Symphony No. 35 in D major, K. 385 (“Haffner”)
At-A-Glance
Composed: 1782
Length: c. 18 minutes
About this Piece
Orchestration: 2 flutes, 2 oboes, 2 clarinets, 2 bassoons, 2 horns, 2 trumpets, timpani, and strings
First Los Angeles Philharmonic performance: December 22, 1934, Otto Klemperer conducting
The “Haffner” Symphony arose from Mozart’s connection with Salzburg’s most prominent family. Sigmund Haffner senior, who built the family’s banking and import-export business into one of the few things in Salzburg (other than Mozart) with any claim to an international reputation, was also mayor of Salzburg until his death in 1772. It was for the 1776 marriage of
his daughter that Mozart had written the “Haffner” Serenade. Sigmund junior was a few months younger than Mozart and had been his childhood friend, but they apparently had no contact once Mozart moved to Vienna. Sigmund was known to be a retiring, solitary person who may have suffered from depression and died at 30 in 1787. In 1782, he was officially elevated to the nobility, and it was for that occasion that Mozart was commissioned to write what we now call the “Haffner” Symphony.

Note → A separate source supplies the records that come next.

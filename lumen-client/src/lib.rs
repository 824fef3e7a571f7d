//! Lumen HTTP Clients
//!
//! Thin, type-safe clients for the two remote APIs the agent talks to:
//! - [`ServiceClient`]: the visual-testing service (create job, read status)
//! - [`GithubClient`]: the pull request comment API
//!
//! # Example
//!
//! ```no_run
//! use lumen_client::ServiceClient;
//!
//! # async fn example() -> lumen_client::Result<()> {
//! let client = ServiceClient::new("https://api.lumen.dev", "my-api-key");
//! let result = client.get_job("job-123", "project-1").await?;
//! println!("status: {}", result.status);
//! # Ok(())
//! # }
//! ```

pub mod error;
mod github;
mod jobs;

pub use error::{ClientError, Result};
pub use github::{DEFAULT_GITHUB_API_URL, GithubClient, IssueComment, RepoRef};

use reqwest::Client;
use serde::de::DeserializeOwned;

/// Default testing service API endpoint
pub const DEFAULT_API_URL: &str = "https://api.lumen.dev";

/// Default dashboard origin used to build job links
pub const DEFAULT_DASHBOARD_URL: &str = "https://app.lumen.dev";

/// HTTP client for the visual-testing service
///
/// Every request carries the API key as a bearer token.
#[derive(Debug, Clone)]
pub struct ServiceClient {
    /// Base URL of the service API (e.g., "https://api.lumen.dev")
    base_url: String,
    /// Origin of the web dashboard, used for job links
    dashboard_url: String,
    api_key: String,
    client: Client,
}

impl ServiceClient {
    /// Create a new service client
    ///
    /// # Arguments
    /// * `base_url` - The base URL of the service API
    /// * `api_key` - The API key sent as a bearer token
    ///
    /// # Example
    /// ```
    /// use lumen_client::ServiceClient;
    ///
    /// let client = ServiceClient::new("https://api.lumen.dev/", "key");
    /// assert_eq!(client.base_url(), "https://api.lumen.dev");
    /// ```
    pub fn new(base_url: impl Into<String>, api_key: impl Into<String>) -> Self {
        Self::with_client(base_url, api_key, Client::new())
    }

    /// Create a new service client with a custom HTTP client
    ///
    /// This allows you to configure timeouts, proxies, TLS settings, etc.
    pub fn with_client(
        base_url: impl Into<String>,
        api_key: impl Into<String>,
        client: Client,
    ) -> Self {
        let base_url = base_url.into();
        Self {
            base_url: base_url.trim_end_matches('/').to_string(),
            dashboard_url: DEFAULT_DASHBOARD_URL.to_string(),
            api_key: api_key.into(),
            client,
        }
    }

    /// Override the dashboard origin used for job links
    pub fn with_dashboard_url(mut self, dashboard_url: impl Into<String>) -> Self {
        let dashboard_url = dashboard_url.into();
        self.dashboard_url = dashboard_url.trim_end_matches('/').to_string();
        self
    }

    /// Get the base URL of the service API
    pub fn base_url(&self) -> &str {
        &self.base_url
    }

    /// Dashboard link for a job
    ///
    /// Built only from the dashboard origin and the service-issued job id.
    /// Organization and project ids are usually CI secrets; a URL containing
    /// them would be masked in the CI log and in published outputs.
    pub fn dashboard_url(&self, job_id: &str) -> String {
        format!("{}/jobs/{}", self.dashboard_url, job_id)
    }
}

// =============================================================================
// Response Handlers
// =============================================================================

/// Handle an API response and deserialize JSON
///
/// Non-success statuses become [`ClientError::ApiError`] carrying the
/// status code and the raw response body.
pub(crate) async fn handle_response<T: DeserializeOwned>(response: reqwest::Response) -> Result<T> {
    let status = response.status();

    if !status.is_success() {
        let error_text = response
            .text()
            .await
            .unwrap_or_else(|_| "Unknown error".to_string());
        return Err(ClientError::api_error(status.as_u16(), error_text));
    }

    response
        .json()
        .await
        .map_err(|e| ClientError::ParseError(format!("Failed to parse JSON response: {}", e)))
}
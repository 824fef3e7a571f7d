//! Report rendering
//!
//! Turns a terminal job result into the two text artifacts the agent
//! publishes: a markdown comment for the pull request thread and a short
//! status table for the workflow run summary.
//!
//! Rendering is a pure function of its inputs. Rendering the same result
//! twice yields byte-identical text.

mod comment;
mod summary;

pub use comment::{MAX_ISSUE_ROWS, render_comment};
pub use summary::render_step_summary;

use crate::domain::testing::{Scope, TestType};

/// Longest title embedded in a report, in characters
pub const MAX_TITLE_CHARS: usize = 100;

/// Longest description embedded in a report, in characters
pub const MAX_DESCRIPTION_CHARS: usize = 200;

/// Inputs known at render time that are not part of the job result
#[derive(Debug, Clone, PartialEq, Eq)]
pub struct RenderContext {
    pub target_url: String,
    pub dashboard_url: String,
    pub scope: Scope,
    pub test_types: Vec<TestType>,
    pub run_number: Option<u64>,
}

/// Shortens `text` to at most `max` characters, marking the cut with an ellipsis
pub fn truncate(text: &str, max: usize) -> String {
    if text.chars().count() <= max {
        return text.to_string();
    }

    let mut cut: String = text.chars().take(max.saturating_sub(1)).collect();
    cut.push('…');
    cut
}

/// Makes arbitrary text safe to place inside a markdown table cell
fn cell(text: &str) -> String {
    text.replace('|', "\\|")
        .replace("\r\n", " ")
        .replace(['\n', '\r'], " ")
}

/// Encodes the characters that would end a markdown link target or a table cell
fn link_target(url: &str) -> String {
    let mut out = String::with_capacity(url.len());
    for c in url.trim().chars() {
        match c {
            '|' => out.push_str("%7C"),
            '(' => out.push_str("%28"),
            ')' => out.push_str("%29"),
            '<' => out.push_str("%3C"),
            '>' => out.push_str("%3E"),
            c if c.is_whitespace() => out.push_str("%20"),
            c => out.push(c),
        }
    }
    out
}

fn title(text: Option<&str>, fallback: &str) -> String {
    cell(&truncate(text.unwrap_or(fallback), MAX_TITLE_CHARS))
}

fn description(text: Option<&str>) -> String {
    cell(&truncate(text.unwrap_or(""), MAX_DESCRIPTION_CHARS))
}

/// Groups items by key, keeping groups and items in first-seen order
fn group_in_order<'a, T>(items: &'a [T], key: impl Fn(&T) -> String) -> Vec<(String, Vec<&'a T>)> {
    let mut groups: Vec<(String, Vec<&'a T>)> = Vec::new();

    for item in items {
        let k = key(item);
        match groups.iter_mut().find(|(existing, _)| *existing == k) {
            Some((_, members)) => members.push(item),
            None => groups.push((k, vec![item])),
        }
    }

    groups
}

The request came through Mozart’s father Leopold in Salzburg. Mozart wrote to Leopold that he was swamped: busy with several new compositions, the premiere of his opera The Abduction from the Seraglio, preparations for his marriage, and a move to new lodgings. Perhaps there was a subtext in which the younger Mozart was letting Dad know that he had more important things to do than compose music for the provincial burg that he had abandoned over his father’s objections. In any event, Mozart did not finish and send the Symphony until two days after the ennoblement ceremony, and we don’t know whether it arrived in time for whatever celebration it was intended to adorn.
Leopold was doubtless miffed at what seemed like disrespect toward an important patron and Salzburg generally, and months later, when Mozart needed the Symphony back for a Vienna concert, Leopold showed his annoyance by waiting three months to send it back. “My new Haffner symphony positively amazes me,” wrote Mozart when he finally saw the Symphony for the first time in half a year, “for I had forgotten every single note of it.”
For the Vienna premiere he eliminated a march and second minuet, making the work a symphony rather than a serenade, and added flutes and clarinets to the outer movements (there were no clarinets in Salzburg). The Symphony is a fiery and forceful work. The opening movement sets the tone with its bold, leaping principal theme, running scales, and big, slashing chords. An Andante of aristocratic refinement and elegance is followed by a thunderous minuet of regal, if not imperial, pomp, and a rushing, dazzling finale.